Example 1-10. TestEncapSet.as

package
{
    import flash.display.Sprite;

    public class TestEncapSet extends Sprite
    {
        private var encapSet:EncapSet
        public function TestEncapSet()
        {
            encapSet=new EncapSet();
            encapSet.setDogTalk("Howl");
            encapSet.showDogTalk();
            addChild(encapSet);
        }
    }
}

Enter TestEncapSet in the Document class of the FLA file and test it. As you will see, the string "Howl" is perfectly acceptable. Now, test it again using "Meow." This time, you will see that the object rejected the kitty cat sound as "Not dog talk." This arrangement represents the best of both worlds; encapsulation and a way to execute operations within an encapsulated object.

The get and set methods

Another way to maintain encapsulation and hide the information in your objects is to use the ActionScript 3.0 get and set methods. Some programmers find it awkward to create their own getter and setter methods as we did in the previous section, preferring the simplicity of the get accessor and set mutator.

Note

Accessors and mutators versus Frankenstein: they sound like something from a horror flick, but the terms accessor and mutator are used to describe getters and setters. The accessor (getter) does access or get information, and that's perfectly reasonable. But mutators? Well, if we think about it, a mutation does refer to a change, and when we set information, we do indeed change it. It too makes perfect sense. So if you're happily reading an article on design patterns and you see the terms accessor or mutator, don't let it creep you out.

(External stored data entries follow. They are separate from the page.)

//! Transfer request types and state machine.

use crate::{AccountId, Amount, BankError, RequestId, Result, UserId};
use chrono::{DateTime, Utc};
use serde::{Deserialize, Serialize};
use std::fmt;
use std::str::FromStr;

/// Lifecycle state of a transfer request.
#[derive(Debug, Clone, Copy, PartialEq, Eq, Hash, Serialize, Deserialize)]
#[serde(rename_all = "lowercase")]
pub enum RequestStatus {
    /// Waiting for the payer to respond.
    Pending,
    /// Payer accepted and the funds moved.
    Accepted,
    /// Payer declined.
    Rejected,
}

impl RequestStatus {
    /// Get valid next states from current state.
    pub fn valid_transitions(&self) -> &[RequestStatus] {
        match self {
            RequestStatus::Pending => &[RequestStatus::Accepted, RequestStatus::Rejected],
            RequestStatus::Accepted => &[],
            RequestStatus::Rejected => &[],
        }
    }

    /// Check if transition to given state is valid.
    pub fn can_transition_to(&self, next: RequestStatus) -> bool {
        self.valid_transitions().contains(&next)
    }

    /// Storage representation.
    pub fn as_str(&self) -> &'static str {
        match self {
            RequestStatus::Pending => "pending",
            RequestStatus::Accepted => "accepted",
            RequestStatus::Rejected => "rejected",
        }
    }
}

impl fmt::Display for RequestStatus {
    fn fmt(&self, f: &mut fmt::Formatter<'_>) -> fmt::Result {
        f.write_str(self.as_str())
    }
}

impl FromStr for RequestStatus {
    type Err = BankError;

    fn from_str(s: &str) -> Result<Self> {
        match s {
            "pending" => Ok(RequestStatus::Pending),
            "accepted" => Ok(RequestStatus::Accepted),
            "rejected" => Ok(RequestStatus::Rejected),
            other => Err(BankError::Internal(format!(
                "Unknown request status '{}'",
                other
            ))),
        }
    }
}

/// A pull-payment request: `from_user_id` asks `to_user_id` to send money
/// into `from_account_id`.
#[derive(Debug, Clone, PartialEq, Serialize, Deserialize)]
pub struct TransferRequest {
    pub id: RequestId,
    /// Requester, receives the funds.
    pub from_user_id: UserId,
    /// Payer, asked to send the funds.
    pub to_user_id: UserId,
    /// Requester's receiving account.
    pub from_account_id: AccountId,
    /// Payer account suggested by the requester. Advisory only; the funding
    /// account is chosen at accept time.
    pub to_account_id: Option<AccountId>,
    pub amount: Amount,
    pub description: Option<String>,
    pub status: RequestStatus,
    pub created_at: DateTime<Utc>,
    pub responded_at: Option<DateTime<Utc>>,
}

impl TransferRequest {
    /// Move to a terminal state, stamping `responded_at`.
    pub fn transition_to(&mut self, next: RequestStatus, at: DateTime<Utc>) -> Result<()> {
        if !self.status.can_transition_to(next) {
            return Err(BankError::InvalidTransition {
                from: self.status,
                to: next,
            });
        }
        self.status = next;
        self.responded_at = Some(at);
        Ok(())
    }

    /// Check whether `user` is the payer of this request.
    pub fn is_payer(&self, user: UserId) -> bool {
        self.to_user_id == user
    }
}

/// Fields of a request before it is persisted.
#[derive(Debug, Clone, PartialEq)]
pub struct NewTransferRequest {
    pub from_user_id: UserId,
    pub to_user_id: UserId,
    pub from_account_id: AccountId,
    pub to_account_id: Option<AccountId>,
    pub amount: Amount,
    pub description: Option<String>,
}

impl NewTransferRequest {
    /// Materialise a Pending request with the given id.
    pub fn into_request(self, id: RequestId, created_at: DateTime<Utc>) -> TransferRequest {
        TransferRequest {
            id,
            from_user_id: self.from_user_id,
            to_user_id: self.to_user_id,
            from_account_id: self.from_account_id,
            to_account_id: self.to_account_id,
            amount: self.amount,
            description: self.description,
            status: RequestStatus::Pending,
            created_at,
            responded_at: None,
        }
    }
}
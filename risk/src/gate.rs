//! The risk gate.
//!
//! Wraps a [`RiskScorer`] with a timeout and response validation. Any
//! failure is replaced by the [`FallbackPolicy`] verdict, so `assess` always
//! returns.

use std::sync::Arc;
use std::time::Duration;

use bankcore_common::{constants, CandidateTransaction, DurationExt, HistoryEntry, RiskAssessment};
use tracing::{debug, instrument, warn};

use crate::error::{RiskError, RiskResult};
use crate::fallback::FallbackPolicy;
use crate::scorer::RiskScorer;
use crate::wire::RiskRequest;

/// Configuration for the risk gate.
#[derive(Debug, Clone)]
pub struct RiskGateConfig {
    /// Upper bound on one scorer call.
    pub timeout: Duration,
    /// Verdict used when the scorer fails.
    pub fallback: FallbackPolicy,
}

impl Default for RiskGateConfig {
    fn default() -> Self {
        Self {
            timeout: constants::risk_timeout().as_std(),
            fallback: FallbackPolicy::default(),
        }
    }
}

/// Timeout-bounded risk scoring with local fallback.
#[derive(Clone)]
pub struct RiskGate {
    scorer: Arc<dyn RiskScorer>,
    config: RiskGateConfig,
}

impl RiskGate {
    pub fn new(scorer: Arc<dyn RiskScorer>, config: RiskGateConfig) -> Self {
        Self { scorer, config }
    }

    pub fn config(&self) -> &RiskGateConfig {
        &self.config
    }

    /// Score a candidate transfer. Never fails.
    #[instrument(skip_all, fields(amount = %candidate.amount, scorer = self.scorer.name()))]
    pub async fn assess(
        &self,
        candidate: &CandidateTransaction,
        history: &[HistoryEntry],
    ) -> RiskAssessment {
        match self.try_score(candidate, history).await {
            Ok(assessment) => {
                debug!(
                    risk_score = assessment.risk_score,
                    is_fraud = assessment.is_fraud,
                    "Risk scorer verdict"
                );
                assessment
            }
            Err(error) => {
                let assessment = self.config.fallback.assess(candidate, history);
                warn!(
                    error = %error,
                    risk_score = assessment.risk_score,
                    "Risk scorer degraded, using fallback verdict"
                );
                assessment
            }
        }
    }

    /// Score through the scorer only, surfacing its failures.
    pub async fn try_score(
        &self,
        candidate: &CandidateTransaction,
        history: &[HistoryEntry],
    ) -> RiskResult<RiskAssessment> {
        let request = RiskRequest::new(candidate, history);
        let response = tokio::time::timeout(self.config.timeout, self.scorer.score(&request))
            .await
            .map_err(|_| RiskError::Timeout(self.config.timeout))??;
        response.into_assessment()
    }
}

#[cfg(test)]
mod tests {
    use super::*;
    use crate::fallback::{REASON_NORMAL, REASON_VERY_LARGE};
    use crate::scorer::{MockScorer, ScriptedOutcome};
    use crate::wire::RiskResponse;
    use bankcore_common::{Amount, ExternalRef};
    use rust_decimal_macros::dec;
    use std::time::Instant;

    fn gate(scorer: Arc<MockScorer>, timeout: Duration) -> RiskGate {
        RiskGate::new(
            scorer,
            RiskGateConfig {
                timeout,
                ..Default::default()
            },
        )
    }

    fn candidate(amount: rust_decimal::Decimal) -> CandidateTransaction {
        CandidateTransaction::new(Amount::new(amount).unwrap(), ExternalRef::new("DEST-1"))
    }

    #[tokio::test]
    async fn test_passes_scorer_verdict_through() {
        let scorer = Arc::new(MockScorer::fraudulent(0.92));
        let verdict = gate(scorer.clone(), Duration::from_secs(1))
            .assess(&candidate(dec!(9000)), &[])
            .await;

        assert!(verdict.is_fraud);
        assert_eq!(verdict.risk_score, 0.92);
        assert!(!verdict.fallback);
        assert_eq!(scorer.calls(), 1);
    }

    #[tokio::test]
    async fn test_timeout_falls_back_within_bound() {
        let scorer = Arc::new(MockScorer::hanging(Duration::from_secs(30)));
        let started = Instant::now();
        let verdict = gate(scorer, Duration::from_millis(50))
            .assess(&candidate(dec!(100)), &[])
            .await;

        assert!(started.elapsed() < Duration::from_secs(5));
        assert!(verdict.fallback);
        assert_eq!(verdict.risk_score, 0.2);
        assert_eq!(verdict.reason, REASON_NORMAL);
    }

    #[tokio::test]
    async fn test_malformed_and_failed_responses_fall_back() {
        let scorer = Arc::new(MockScorer::clean());
        scorer.push(ScriptedOutcome::Respond(RiskResponse::verdict(1.7, true, "bad", 0.7)));
        scorer.push(ScriptedOutcome::Respond(RiskResponse::failure("model missing")));
        scorer.push(ScriptedOutcome::Fail("broken pipe".to_string()));
        let degraded = gate(scorer, Duration::from_secs(1));

        for _ in 0..3 {
            let verdict = degraded.assess(&candidate(dec!(6000)), &[]).await;
            assert!(verdict.fallback);
            assert!(!verdict.is_fraud);
            assert_eq!(verdict.reason, REASON_VERY_LARGE);
        }

        let verdict = degraded.assess(&candidate(dec!(6000)), &[]).await;
        assert!(!verdict.fallback);
    }

    #[tokio::test]
    async fn test_try_score_surfaces_errors() {
        let failing = gate(Arc::new(MockScorer::unreachable()), Duration::from_secs(1));
        let err = failing.try_score(&candidate(dec!(1)), &[]).await.unwrap_err();
        assert!(matches!(err, RiskError::Transport(_)));

        let healthy = gate(Arc::new(MockScorer::clean()), Duration::from_secs(1));
        let verdict = tokio_test::assert_ok!(healthy.try_score(&candidate(dec!(1)), &[]).await);
        assert!(!verdict.fallback);
    }
}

In looking at how get and set are used, a key feature is the absence of parentheses. Changes (setting) are not accomplished by adding values. Rather, the getters and setters are treated like properties where values are assigned or retrieved through assignment.

Example 1-11 and Example 1-12 show how you can lock up your encapsulated objects using getters and setters with the get and set methods.

Example 1-11. FlowerShop.as

package
{
    public class FlowerShop
    {
        private var buds:String;

        public function FlowerShop():void {}

        //Getter function
        public function get flowers():String
        {
            return buds;
        }

        //Setter function
        public function set flowers(floral:String):void
        {
            buds=floral;
        }
    }
}

In Example 1-12, keep in mind that flowers is a method, and not a property. However, setting and getting values using the flowers() method looks exactly like setting and getting a property value.

Example 1-12. Send Flowers.as

package
{
    import flash.display.Sprite;

    public class SendFlowers extends Sprite
    {
        public function SendFlowers()
        {
            var trueLove:FlowerShop = new FlowerShop();
            //Set values
            trueLove.flowers="A dozen roses";
            //Get values
            trace(trueLove.flowers);
            //Set different values
            trueLove.flowers="And a dozen more....";
            //Get the changed values
            trace(trueLove.flowers);
        }
    }
}

Using Encapsulation and Design Patterns

This section on encapsulation has been fairly long. The reason for the attention to encapsulation is because of its importance to good OOP; it's a crucial element in design patterns. Of the 24 original design patterns, only 4 have a class scope and the remaining 20 have an object scope. Rather than relying on inheritance (which is discussed in the next section), the great majority of design patterns rely on composition.

Later in this chapter, in the section, "Favor Composition," you will see how design patterns are made up of several different objects. For the design patterns to work the way they are intended, object encapsulation is essential.